Nachdem Mathilda noch mehrfach beteuert hatte, dass es bestimmt in Ordnung wäre, schrieb Charly einen Brief an Mary Agnes, dem Mathilda im Namen ihrer Familie anfügte, dass es ihr und ihrer Familie eine große Freude wäre, Charly über Weihnachten als Gast bei sich zu begrüßen. Mary Agnes’ Antwort traf nur wenige Tage vor der Abreise ein, sie ließ einen herzlichen Dank an die Familie ausrichten und wünschte allseits frohe Festtage. Insgeheim dachte Charly, dass der Brief ihrer Mutter so klang, als sei mit dieser wunderbaren Wendung ihr eigener Wunsch in Erfüllung gegangen, sich gar nicht mit den Weihnachtsferien ihrer Tochter bekümmern zu müssen. Smarri, die unvergleichliche Smarri, nahm Charly ungefragt die größte Sorge ab, was sie, die die Familie, die sie so freundlich aufnahm, noch nicht einmal kannte und keinerlei Gelegenheit zu Weihnachtseinkäufen hatte, ihren Gastgebern denn unter den Baum legen sollte. Sie schickte ein großes Paket voller Aufmerksamkeiten, ein Paar handgefertigte Filzpantoffeln für Mathildas Mutter, eine Flasche französischen Wein für den Vater, ein wertvolles Jagdmesser für Mathildas älteren Bruder Jacob und detailgetreu aus Holz geschnitzte Tiere der Alpen – eine Gämse, ein Murmeltier, ein Steinbock – für den jüngeren, Callum. Und feinsten Lebkuchen und eine ganze Speckseite für die ganze Familie. Sogar für Seamus, den Jungen mit den Eltern in Indien, gab es ein Geschenk: einen Bildband über Bergsteigerexpeditionen in den Alpen. Er war unendlich gerührt, und es war ihm so unangenehm, dass er selbst kein Geschenk für Charly hatte, dass er ihr hoch und heilig versprach, unbedingt von seinen Eltern in Indien etwas für sie besorgen zu lassen.
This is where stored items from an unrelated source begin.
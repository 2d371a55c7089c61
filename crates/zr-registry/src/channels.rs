//! Per-zone channel tables.
//!
//! Each zone exposes three fixed channel sets to the simulation instance.
//! A channel's qualified name is `<zone>_<short>`, which is unique across
//! the instance as long as zone names are unique within it.

use core::fmt;

use zr_core::{ZrError, ZrResult};

/// Parameters read back from the instance once, after initialization.
pub const PARAMETER_OUTPUTS: [&str; 3] = ["V", "AFlo", "mSenFac"];

/// Values written to the instance on every exchange.
pub const INPUTS: [&str; 5] = ["T", "X", "mInlets_flow", "TAveInlet", "QGaiRad_flow"];

/// Values read from the instance on every exchange.
pub const OUTPUTS: [&str; 4] = ["TRad", "QConSen_flow", "QLat_flow", "QPeo_flow"];

const SEPARATOR: char = '_';

/// Handle the simulation instance assigns to a named variable.
#[derive(Debug, Clone, Copy, PartialEq, Eq, Hash, PartialOrd, Ord)]
pub struct ValueReference(pub u32);

impl fmt::Display for ValueReference {
    fn fmt(&self, f: &mut fmt::Formatter<'_>) -> fmt::Result {
        write!(f, "vr{}", self.0)
    }
}

#[derive(Debug, Clone, Copy, PartialEq, Eq, Hash)]
pub enum ChannelKind {
    ParameterOutput,
    Input,
    Output,
}

impl ChannelKind {
    pub const ALL: [ChannelKind; 3] = [
        ChannelKind::ParameterOutput,
        ChannelKind::Input,
        ChannelKind::Output,
    ];

    pub fn suffixes(self) -> &'static [&'static str] {
        match self {
            ChannelKind::ParameterOutput => &PARAMETER_OUTPUTS,
            ChannelKind::Input => &INPUTS,
            ChannelKind::Output => &OUTPUTS,
        }
    }

    pub fn channel_count(self) -> usize {
        self.suffixes().len()
    }
}

/// Derive short and qualified names for `zone_name`.
///
/// Pure: the same inputs always give the same outputs.
pub fn derive_channel_names(zone_name: &str, suffixes: &[&str]) -> (Vec<String>, Vec<String>) {
    let short = suffixes.iter().map(|s| (*s).to_string()).collect();
    let qualified = suffixes
        .iter()
        .map(|s| qualified_name(zone_name, s))
        .collect();
    (short, qualified)
}

fn qualified_name(zone_name: &str, suffix: &str) -> String {
    let mut name = String::with_capacity(zone_name.len() + 1 + suffix.len());
    name.push_str(zone_name);
    name.push(SEPARATOR);
    name.push_str(suffix);
    name
}

/// One named channel and its (possibly unresolved) value reference.
#[derive(Debug, Clone, PartialEq, Eq)]
pub struct Channel {
    pub short_name: String,
    pub qualified_name: String,
    pub value_ref: Option<ValueReference>,
}

/// The channels of one kind for one zone.
#[derive(Debug, Clone, PartialEq, Eq)]
pub struct ChannelTable {
    kind: ChannelKind,
    channels: Vec<Channel>,
}

impl ChannelTable {
    /// Build the table for `zone_name` with every value reference unresolved.
    pub fn for_zone(kind: ChannelKind, zone_name: &str) -> Self {
        let (short, qualified) = derive_channel_names(zone_name, kind.suffixes());
        let channels = short
            .into_iter()
            .zip(qualified)
            .map(|(short_name, qualified_name)| Channel {
                short_name,
                qualified_name,
                value_ref: None,
            })
            .collect();
        Self { kind, channels }
    }

    pub fn kind(&self) -> ChannelKind {
        self.kind
    }

    pub fn len(&self) -> usize {
        self.channels.len()
    }

    pub fn is_empty(&self) -> bool {
        self.channels.is_empty()
    }

    pub fn channels(&self) -> &[Channel] {
        &self.channels
    }

    pub fn short_names(&self) -> impl Iterator<Item = &str> {
        self.channels.iter().map(|c| c.short_name.as_str())
    }

    pub fn qualified_names(&self) -> impl Iterator<Item = &str> {
        self.channels.iter().map(|c| c.qualified_name.as_str())
    }

    /// Value references in channel order; `None` for unresolved slots.
    pub fn value_refs(&self) -> impl Iterator<Item = Option<ValueReference>> + '_ {
        self.channels.iter().map(|c| c.value_ref)
    }

    /// True once every slot has a value reference.
    pub fn is_bound(&self) -> bool {
        self.channels.iter().all(|c| c.value_ref.is_some())
    }

    /// Resolve the slot at `index`.
    pub fn bind(&mut self, index: usize, value_ref: ValueReference) -> ZrResult<()> {
        let len = self.channels.len();
        let channel = self.channels.get_mut(index).ok_or(ZrError::IndexOob {
            what: "channel",
            index,
            len,
        })?;
        channel.value_ref = Some(value_ref);
        Ok(())
    }
}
Sie freute sich über seine aufrichtige Dankbarkeit und nahm sein Versprechen nicht ernst, bis viele Monate später in Fenmoore ein Paket für sie eintraf, das sichtlich viel erlebt hatte und durch unzählige Hände gegangen war, so zerbeult war die kleine Holzkiste, so mitgenommen das dicke Packpapier, dicht an dicht beklebt mit Zetteln mit exotischen Stempeln und unverständlichen, handgeschriebenen Vermerken, sodass ihre Adresse darunter kaum noch sichtbar war.